» **Task to complete**: Pull out every line of the listing below where "SteamCmdExecutor" appears.

» **Records for this exercise**:
- - -
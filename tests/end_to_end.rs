use std::collections::VecDeque;
use std::path::Path;
use std::sync::atomic::{AtomicU32, Ordering};
use std::sync::{Arc, Mutex};
use std::time::Duration;

use async_trait::async_trait;
use reqwest::Client;
use uuid::Uuid;

use gsm_agent_lib::{
    shutdown_channel, Agent, AgentConfig, AgentPaths, ControlPlane, GameServerInstance,
    GameServerOrder, HostCheckIn, LaunchSpec, ProcessControl, Result, RunOutcome,
    RunningProcess, ServerState, ServerStateReport, SteamCmd, SteamCmdExecutor, TargetType,
    WorkItem, WorkStatus, WorkStatusUpdate,
};

#[derive(Default)]
struct RecordingSteamCmd {
    calls: Mutex<Vec<String>>,
}

#[async_trait]
impl SteamCmdExecutor for RecordingSteamCmd {
    async fn execute(&self, args: &[String], _sentinel: Option<&str>) -> Result<RunOutcome> {
        self.calls.lock().unwrap().push(args.join(" "));
        Ok(RunOutcome {
            exit_code: Some(0),
            ..RunOutcome::default()
        })
    }
}

#[derive(Default)]
struct NoProcesses {
    next_pid: AtomicU32,
}

#[async_trait]
impl ProcessControl for NoProcesses {
    async fn find_running(
        &self,
        _process_name: &str,
        _install_dir: &Path,
    ) -> Result<Option<RunningProcess>> {
        Ok(None)
    }

    async fn spawn(&self, spec: &LaunchSpec) -> Result<RunningProcess> {
        Ok(RunningProcess {
            pid: self.next_pid.fetch_add(1, Ordering::SeqCst),
            name: spec.label.clone(),
            exe: Some(spec.program.clone()),
        })
    }

    async fn terminate(&self, _process: &RunningProcess, _grace: Duration) -> Result<()> {
        Ok(())
    }
}

#[derive(Default)]
struct ScriptedControlServer {
    work: Mutex<VecDeque<WorkItem>>,
    statuses: Mutex<Vec<WorkStatusUpdate>>,
    states: Mutex<Vec<ServerStateReport>>,
}

impl ScriptedControlServer {
    fn statuses_for(&self, id: Uuid) -> Vec<WorkStatus> {
        self.statuses
            .lock()
            .unwrap()
            .iter()
            .filter(|u| u.work_id == id)
            .map(|u| u.status)
            .collect()
    }
}

#[async_trait]
impl ControlPlane for ScriptedControlServer {
    async fn ping(&self) -> Result<()> {
        Ok(())
    }

    async fn confirm_registration(&self) -> Result<()> {
        Ok(())
    }

    async fn fetch_work(&self) -> Result<Vec<WorkItem>> {
        Ok(self.work.lock().unwrap().drain(..).collect())
    }

    async fn send_work_status(&self, update: &WorkStatusUpdate) -> Result<()> {
        self.statuses.lock().unwrap().push(update.clone());
        Ok(())
    }

    async fn send_check_in(&self, _check_in: &HostCheckIn) -> Result<()> {
        Ok(())
    }

    async fn send_server_state(&self, report: &ServerStateReport) -> Result<()> {
        self.states.lock().unwrap().push(report.clone());
        Ok(())
    }
}

#[tokio::test(flavor = "multi_thread", worker_threads = 2)]
async fn install_order_is_executed_and_reported() {
    let tmp = tempfile::tempdir().unwrap();
    let paths = AgentPaths::new(tmp.path());
    paths.ensure_data_dirs().unwrap();

    let mut instance = GameServerInstance::new(Uuid::new_v4(), "Test Server");
    instance.steam_tool_id = 12345;
    let order = GameServerOrder {
        instance,
        validate: false,
    };
    let server_id = order.instance.id;
    let item = WorkItem::new(TargetType::Install, serde_json::to_vec(&order).unwrap());
    let work_id = item.id;

    let control = Arc::new(ScriptedControlServer::default());
    control.work.lock().unwrap().push_back(item);
    let steam = Arc::new(RecordingSteamCmd::default());

    let config = AgentConfig {
        dispatch_interval_ms: 10,
        broker_interval_ms: 10,
        host_loop_interval_ms: 50,
        ..AgentConfig::default()
    };
    let agent = Arc::new(Agent::assemble(
        config,
        paths.clone(),
        Client::new(),
        SteamCmd::new(Arc::clone(&steam) as _, ""),
        Arc::new(NoProcesses::default()),
        Arc::clone(&control) as _,
    ));
    let registry = agent.registry();

    let (trigger, shutdown) = shutdown_channel();
    let running = tokio::spawn(Arc::clone(&agent).run(shutdown));

    let completed = tokio::time::timeout(Duration::from_secs(10), async {
        while !control.statuses_for(work_id).contains(&WorkStatus::Completed) {
            tokio::time::sleep(Duration::from_millis(10)).await;
        }
    })
    .await;
    trigger.trigger();
    running.await.unwrap().unwrap();
    assert!(completed.is_ok(), "install never completed");

    let statuses = control.statuses_for(work_id);
    let position = |status: WorkStatus| statuses.iter().position(|s| *s == status).unwrap();
    assert!(position(WorkStatus::PickedUp) < position(WorkStatus::InProgress));
    assert!(position(WorkStatus::InProgress) < position(WorkStatus::Completed));
    assert!(!statuses.contains(&WorkStatus::Failed));

    let calls = steam.calls.lock().unwrap().clone();
    assert!(calls.iter().any(|c| c.contains("+app_update 12345")));
    assert!(calls.iter().all(|c| c.ends_with("+quit")));

    assert_eq!(
        registry.get(&server_id).unwrap().server_state,
        ServerState::Shutdown
    );
    assert!(control
        .states
        .lock()
        .unwrap()
        .iter()
        .any(|r| r.server_id == server_id && r.state == ServerState::Shutdown));

    let saved = std::fs::read_to_string(paths.game_server_state_path()).unwrap();
    assert!(saved.contains(&server_id.to_string()));
}

#[tokio::test]
async fn duplicate_work_is_only_queued_once() {
    let tmp = tempfile::tempdir().unwrap();
    let paths = AgentPaths::new(tmp.path());
    paths.ensure_data_dirs().unwrap();

    let agent = Agent::assemble(
        AgentConfig::default(),
        paths,
        Client::new(),
        SteamCmd::new(Arc::new(RecordingSteamCmd::default()), ""),
        Arc::new(NoProcesses::default()),
        Arc::new(ScriptedControlServer::default()),
    );
    let queue = agent.work_queue();
    let item = WorkItem::new(TargetType::HostStatusRefresh, Vec::new());

    assert!(queue.enqueue(item.clone()));
    assert!(!queue.enqueue(item));
    assert_eq!(queue.len(), 1);
}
- - -
» **Result for this task**:
    RunningProcess, ServerState, ServerStateReport, SteamCmd, SteamCmdExecutor, TargetType,
impl SteamCmdExecutor for RecordingSteamCmd {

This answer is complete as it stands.